Megha Chowdhury is an Indian actress who has worked in Bengali, Telugu, and Tamil-language films.

Career 
Chowdhury began her career as an assistant director for Haseena Parkar (2017) when she was sixteen years old and went on to work as a casting assistant for M.S. Dhoni: The Untold Story (2016). She made her film debut with the Bengali film Amar Prem in 2016. In 2018, she was cast in Bala's Varmaa, the Tamil-language remake of Arjun Reddy (2017). However, the film faced issues and was reshot with a new cast without Chowdhury's involvement.
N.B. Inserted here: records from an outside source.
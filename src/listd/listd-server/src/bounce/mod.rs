/*
 * vSMTP mail transfer agent
 * Copyright (C) 2022 viridIT SAS
 *
 * This program is free software: you can redistribute it and/or modify it under
 * the terms of the GNU General Public License as published by the Free Software
 * Foundation, either version 3 of the License, or any later version.
 *
 * This program is distributed in the hope that it will be useful, but WITHOUT
 * ANY WARRANTY; without even the implied warranty of MERCHANTABILITY or FITNESS
 * FOR A PARTICULAR PURPOSE.  See the GNU General Public License for more details.
 *
 * You should have received a copy of the GNU General Public License along with
 * this program. If not, see https://www.gnu.org/licenses/.
 *
*/
//! Bounces found by the runners are not scored right away: they are
//! appended to a per process spool, registered in batch under the lock of
//! each list.

use anyhow::Context;
use itertools::Itertools;
use listd_common::Mail;
use listd_config::Config;
use listd_mlist::{Bouncer, ListStore, LockError, Outbox};

pub mod scan;

/// A bounce of `address`, a member of `listname`, received on `day`.
#[derive(Debug, Clone, PartialEq, serde::Serialize, serde::Deserialize)]
pub struct BounceEvent {
    ///
    pub listname: String,
    ///
    pub address: String,
    ///
    pub day: time::Date,
    /// the bounce itself, or the message which failed.
    pub message: Mail,
}

/// Append-only file of [`BounceEvent`], one JSON document per line.
#[derive(Debug, Clone)]
pub struct EventSpool {
    path: std::path::PathBuf,
}

impl EventSpool {
    ///
    #[must_use]
    pub fn new(path: impl Into<std::path::PathBuf>) -> Self {
        Self { path: path.into() }
    }

    /// The spool of the current process in `data_dir`.
    #[must_use]
    pub fn for_process(data_dir: &std::path::Path) -> Self {
        Self::new(data_dir.join(format!("bounce-events-{:05}.pck", std::process::id())))
    }

    ///
    #[must_use]
    pub fn path(&self) -> &std::path::Path {
        &self.path
    }

    /// Append events, flushed to disk before returning.
    ///
    /// # Errors
    ///
    /// * the spool could not be written
    pub fn queue(&self, events: &[BounceEvent]) -> anyhow::Result<()> {
        use std::io::Write;

        if events.is_empty() {
            return Ok(());
        }
        if let Some(parent) = self.path.parent() {
            std::fs::create_dir_all(parent)?;
        }

        let mut lines = String::new();
        for event in events {
            lines.push_str(&serde_json::to_string(event)?);
            lines.push('\n');
        }

        let mut file = std::fs::OpenOptions::new()
            .create(true)
            .append(true)
            .open(&self.path)
            .with_context(|| format!("Failed to open '{}'", self.path.display()))?;
        file.write_all(lines.as_bytes())?;
        file.sync_all()?;
        Ok(())
    }

    /// Read and remove every event of the spool. Malformed lines are dropped.
    ///
    /// # Errors
    ///
    /// * the spool could not be read or removed
    pub fn take(&self) -> anyhow::Result<Vec<BounceEvent>> {
        let content = match std::fs::read_to_string(&self.path) {
            Ok(content) => content,
            Err(error) if error.kind() == std::io::ErrorKind::NotFound => return Ok(vec![]),
            Err(error) => {
                return Err(error)
                    .with_context(|| format!("Failed to read '{}'", self.path.display()))
            }
        };
        std::fs::remove_file(&self.path)
            .with_context(|| format!("Failed to remove '{}'", self.path.display()))?;

        Ok(content
            .lines()
            .filter(|line| !line.trim().is_empty())
            .filter_map(|line| {
                serde_json::from_str(line)
                    .map_err(|error| {
                        tracing::warn!(spool = %self.path.display(), %error, "Malformed bounce event dropped.");
                    })
                    .ok()
            })
            .collect())
    }
}

/// Periodic registration of the events of a spool.
pub struct Registrar {
    spool: EventSpool,
    store: ListStore,
    every: std::time::Duration,
    last: std::time::Instant,
    verp_probes: bool,
}

impl Registrar {
    /// A registrar of the spool of the current process.
    #[must_use]
    pub fn new(config: &Config) -> Self {
        Self::with_spool(config, EventSpool::for_process(&config.server.data_dir))
    }

    ///
    #[must_use]
    pub fn with_spool(config: &Config, spool: EventSpool) -> Self {
        Self {
            spool,
            store: ListStore::new(config),
            every: config.server.bounce.register_every,
            last: std::time::Instant::now(),
            verp_probes: config.server.bounce.verp_probes,
        }
    }

    ///
    #[must_use]
    pub const fn spool(&self) -> &EventSpool {
        &self.spool
    }

    /// Register the events if `register_every` elapsed since the last time.
    ///
    /// # Errors
    ///
    /// * see [`Registrar::register`]
    pub fn tick(&mut self, outbox: &dyn Outbox) -> anyhow::Result<usize> {
        if self.last.elapsed() < self.every {
            return Ok(0);
        }
        self.last = std::time::Instant::now();
        self.register(outbox)
    }

    /// Score every event of the spool, the notices are sent to `outbox`.
    /// The events of a list which cannot be locked are put back in the spool.
    ///
    /// # Errors
    ///
    /// * the spool could not be read or written back
    pub fn register(&self, outbox: &dyn Outbox) -> anyhow::Result<usize> {
        let events = self.spool.take()?;
        if events.is_empty() {
            return Ok(0);
        }

        let mut registered = 0;
        for (listname, events) in events
            .into_iter()
            .into_group_map_by(|event| event.listname.clone())
        {
            match self.register_list(&listname, &events, outbox) {
                Ok(Some(count)) => registered += count,
                Ok(None) => {
                    tracing::info!(list = %listname, count = events.len(), "List locked, bounce events put back.");
                    self.spool.queue(&events)?;
                }
                Err(error) => {
                    tracing::error!(list = %listname, error = format!("{error:#}"), "Failed to register bounces.");
                    self.spool.queue(&events)?;
                }
            }
        }
        Ok(registered)
    }

    fn register_list(
        &self,
        listname: &str,
        events: &[BounceEvent],
        outbox: &dyn Outbox,
    ) -> anyhow::Result<Option<usize>> {
        if !self.store.exists(listname) {
            tracing::warn!(list = %listname, count = events.len(), "Bounce events for an unknown list dropped.");
            return Ok(Some(0));
        }
        let _lock = match self.store.lock(listname) {
            Ok(lock) => lock,
            Err(LockError::Timeout { .. }) => return Ok(None),
            Err(error) => return Err(error.into()),
        };

        let mut list = self.store.load(listname)?;
        let pending = self.store.pending(listname);
        let mut bouncer = Bouncer::new(&mut list, &pending, outbox, self.verp_probes);
        for event in events {
            bouncer.register_bounce(&event.address, &event.message, 1.0, event.day)?;
        }
        self.store.save(&list)?;
        Ok(Some(events.len()))
    }
}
She made her Telugu debut with the thriller Marshal in which she portrayed a journalist. Regarding her performance, a critic noted that "Debut actress Megha Chowdary doesn't get scope to perform and she seems to be there just for the glamour quotient". That same year, she starred in the Telugu film Oorantha Anukuntunnaru and played a girl next door. Two years after completion, Varmaa was released on 6 October 2020 on over-the-top (OTT) platforms to negative reviews from critics. Regarding her role in the film, M. Suganth of The Times of India stated, "Megha Chowdhury is entirely miscast and there is zero chemistry between her and Dhruv".

Filmography

References

External links 

Actresses in Bengali cinema
Actresses in Tamil cinema
Actresses in Telugu cinema
Living people
People from West Bengal
Year of birth missing (living people)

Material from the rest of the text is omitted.